§ RECORD EXTRACTS:
......

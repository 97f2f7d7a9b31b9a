pub mod config_io;
pub mod list_io;
pub mod recovery;
use std::cmp::Ordering;

use crate::model::list::TaskList;
use crate::model::task::{Task, TaskState, Timestamp};

/// Urgency rank; lower sorts first
fn precedence(state: TaskState) -> u8 {
    match state {
        TaskState::InReview => 0,
        TaskState::Priority => 1,
        TaskState::Doing => 2,
        TaskState::NotStarted => 3,
        TaskState::Done => 4,
    }
}

/// The timestamp that orders tasks within a state
pub fn time_key(task: &Task) -> Timestamp {
    match task.state {
        TaskState::Priority | TaskState::Doing | TaskState::InReview => task.started_at,
        TaskState::NotStarted => task.added_at,
        TaskState::Done => task.completed_at,
    }
}

/// Canonical order: by state precedence, then newest time key first
pub fn compare(a: &Task, b: &Task) -> Ordering {
    precedence(a.state)
        .cmp(&precedence(b.state))
        .then_with(|| time_key(b).cmp(&time_key(a)))
}

/// Stable sort of the list into canonical order.
///
/// Returns the permutation applied: `perm[new_index] == old_index`.
pub fn sort_tasks(list: &mut TaskList) -> Vec<usize> {
    let tasks = list.as_mut_slice();
    let mut perm: Vec<usize> = (0..tasks.len()).collect();
    perm.sort_by(|&a, &b| compare(&tasks[a], &tasks[b]));

    let sorted: Vec<Task> = perm.iter().map(|&i| tasks[i].clone()).collect();
    for (slot, task) in tasks.iter_mut().zip(sorted) {
        *slot = task;
    }
    perm
}

/// New position of the task that was at `old_index` before a sort
pub fn new_position(perm: &[usize], old_index: usize) -> Option<usize> {
    perm.iter().position(|&i| i == old_index)
}
mod add;
mod navigate;

use crossterm::event::{KeyCode, KeyEvent};

use crate::model::Timestamp;

use super::app::{App, Mode};

pub use navigate::key_to_intent;

/// Handle a key event in the current mode
pub fn handle_key(app: &mut App, key: KeyEvent, now: Timestamp) {
    // Ignore bare modifier key presses (Shift, Ctrl, Alt, etc.)
    if matches!(key.code, KeyCode::Modifier(_)) {
        return;
    }

    match app.mode {
        Mode::Navigate => navigate::handle_navigate(app, key, now),
        Mode::Add => add::handle_add(app, key, now),
    }
}
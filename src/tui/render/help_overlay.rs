use ratatui::Frame;
use ratatui::layout::{Constraint, Direction, Layout, Rect};
use ratatui::style::{Modifier, Style};
use ratatui::text::{Line, Span};
use ratatui::widgets::{Block, Borders, Clear, Paragraph};

use crate::model::TaskState;
use crate::tui::app::App;

/// Render the help overlay (toggled with ?)
pub fn render_help_overlay(frame: &mut Frame, app: &App, area: Rect) {
    let overlay_area = centered_rect(60, 80, area);

    // Clear the area behind the overlay
    frame.render_widget(Clear, overlay_area);

    let bg = app.theme.background;
    let key_style = Style::default()
        .fg(app.theme.highlight)
        .bg(bg)
        .add_modifier(Modifier::BOLD);
    let desc_style = Style::default().fg(app.theme.text).bg(bg);
    let header_style = Style::default()
        .fg(app.theme.text_bright)
        .bg(bg)
        .add_modifier(Modifier::BOLD);

    let mut lines: Vec<Line> = Vec::new();

    lines.push(Line::from(Span::styled(" Key Bindings", header_style)));
    lines.push(Line::from(""));

    lines.push(Line::from(Span::styled(" Navigation", header_style)));
    add_binding(
        &mut lines,
        " \u{2191}\u{2193}/jk",
        "Move cursor up/down",
        key_style,
        desc_style,
    );
    add_binding(&mut lines, " ^P/^N", "Move cursor up/down", key_style, desc_style);
    lines.push(Line::from(""));

    lines.push(Line::from(Span::styled(" Tasks", header_style)));
    add_binding(
        &mut lines,
        " \u{2192}/l/Enter",
        "Advance state",
        key_style,
        desc_style,
    );
    add_binding(&mut lines, " \u{2190}/h", "Back to todo", key_style, desc_style);
    add_binding(&mut lines, " p/!", "Mark priority", key_style, desc_style);
    add_binding(&mut lines, " a", "Add a task", key_style, desc_style);
    lines.push(Line::from(""));

    // State legend uses the live glyphs and colors
    lines.push(Line::from(Span::styled(" States", header_style)));
    for state in TaskState::ALL {
        lines.push(Line::from(vec![
            Span::styled(
                format!(" {:<15}", app.theme.state_glyph(state)),
                Style::default()
                    .fg(app.theme.state_color(state))
                    .bg(bg)
                    .add_modifier(Modifier::BOLD),
            ),
            Span::styled(state.label(), desc_style),
        ]));
    }
    lines.push(Line::from(""));

    lines.push(Line::from(Span::styled(" Global", header_style)));
    add_binding(&mut lines, " ?", "Toggle this help", key_style, desc_style);
    add_binding(&mut lines, " q/Esc/^C", "Save and quit", key_style, desc_style);

    let block = Block::default()
        .borders(Borders::ALL)
        .border_style(Style::default().fg(app.theme.dim).bg(bg))
        .style(Style::default().bg(bg));

    let paragraph = Paragraph::new(lines)
        .block(block)
        .style(Style::default().bg(bg));

    frame.render_widget(paragraph, overlay_area);
}

fn add_binding<'a>(
    lines: &mut Vec<Line<'a>>,
    key: &'a str,
    desc: &'a str,
    key_style: Style,
    desc_style: Style,
) {
    let padded_key = format!("{:<16}", key);
    lines.push(Line::from(vec![
        Span::styled(padded_key, key_style),
        Span::styled(desc, desc_style),
    ]));
}

/// Create a centered rectangle of the given percentage of the parent
fn centered_rect(percent_x: u16, percent_y: u16, area: Rect) -> Rect {
    let popup_layout = Layout::default()
        .direction(Direction::Vertical)
        .constraints([
            Constraint::Percentage((100 - percent_y) / 2),
            Constraint::Percentage(percent_y),
            Constraint::Percentage((100 - percent_y) / 2),
        ])
        .split(area);

    Layout::default()
        .direction(Direction::Horizontal)
        .constraints([
            Constraint::Percentage((100 - percent_x) / 2),
            Constraint::Percentage(percent_x),
            Constraint::Percentage((100 - percent_x) / 2),
        ])
        .split(popup_layout[1])[1]
}

#[cfg(test)]
mod tests {
    use super::*;
    use crate::tui::render::test_helpers::*;

    #[test]
    fn lists_bindings_and_states() {
        let mut app = app_from_lines(SIMPLE_LIST);
        app.show_help = true;
        let output = render_to_string(TERM_W, 40, |frame, area| {
            render_help_overlay(frame, &app, area);
        });
        assert!(output.contains("Key Bindings"));
        assert!(output.contains("Advance state"));
        assert!(output.contains("Mark priority"));
        for state in TaskState::ALL {
            assert!(output.contains(state.label()), "missing {}", state.label());
        }
    }

    #[test]
    fn centered_rect_is_inside_parent() {
        let area = Rect::new(0, 0, 100, 50);
        let rect = centered_rect(60, 80, area);
        assert_eq!(rect.width, 60);
        assert_eq!(rect.height, 40);
        assert_eq!(rect.x, 20);
        assert_eq!(rect.y, 5);
    }
}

......

Only the line that contains "let popup_layout = Layout::default()" and the lines after it, through the end of the data above, are to be repeated exactly.

    let popup_layout = Layout::default()
        .direction(Direction::Vertical)
        .constraints([
            Constraint::Percentage((100 - percent_y) / 2),
            Constraint::Percentage(percent_y),
            Constraint::Percentage((100 - percent_y) / 2),
        ])
        .split(area);

    Layout::default()
        .direction(Direction::Horizontal)
        .constraints([
            Constraint::Percentage((100 - percent_x) / 2),
            Constraint::Percentage(percent_x),
            Constraint::Percentage((100 - percent_x) / 2),
        ])
        .split(popup_layout[1])[1]
}

#[cfg(test)]
mod tests {
    use super::*;
    use crate::tui::render::test_helpers::*;

    #[test]
    fn lists_bindings_and_states() {
        let mut app = app_from_lines(SIMPLE_LIST);
        app.show_help = true;
        let output = render_to_string(TERM_W, 40, |frame, area| {
            render_help_overlay(frame, &app, area);
        });
        assert!(output.contains("Key Bindings"));
        assert!(output.contains("Advance state"));
        assert!(output.contains("Mark priority"));
        for state in TaskState::ALL {
            assert!(output.contains(state.label()), "missing {}", state.label());
        }
    }

    #[test]
    fn centered_rect_is_inside_parent() {
        let area = Rect::new(0, 0, 100, 50);
        let rect = centered_rect(60, 80, area);
        assert_eq!(rect.width, 60);
        assert_eq!(rect.height, 40);
        assert_eq!(rect.x, 20);
        assert_eq!(rect.y, 5);
    }
}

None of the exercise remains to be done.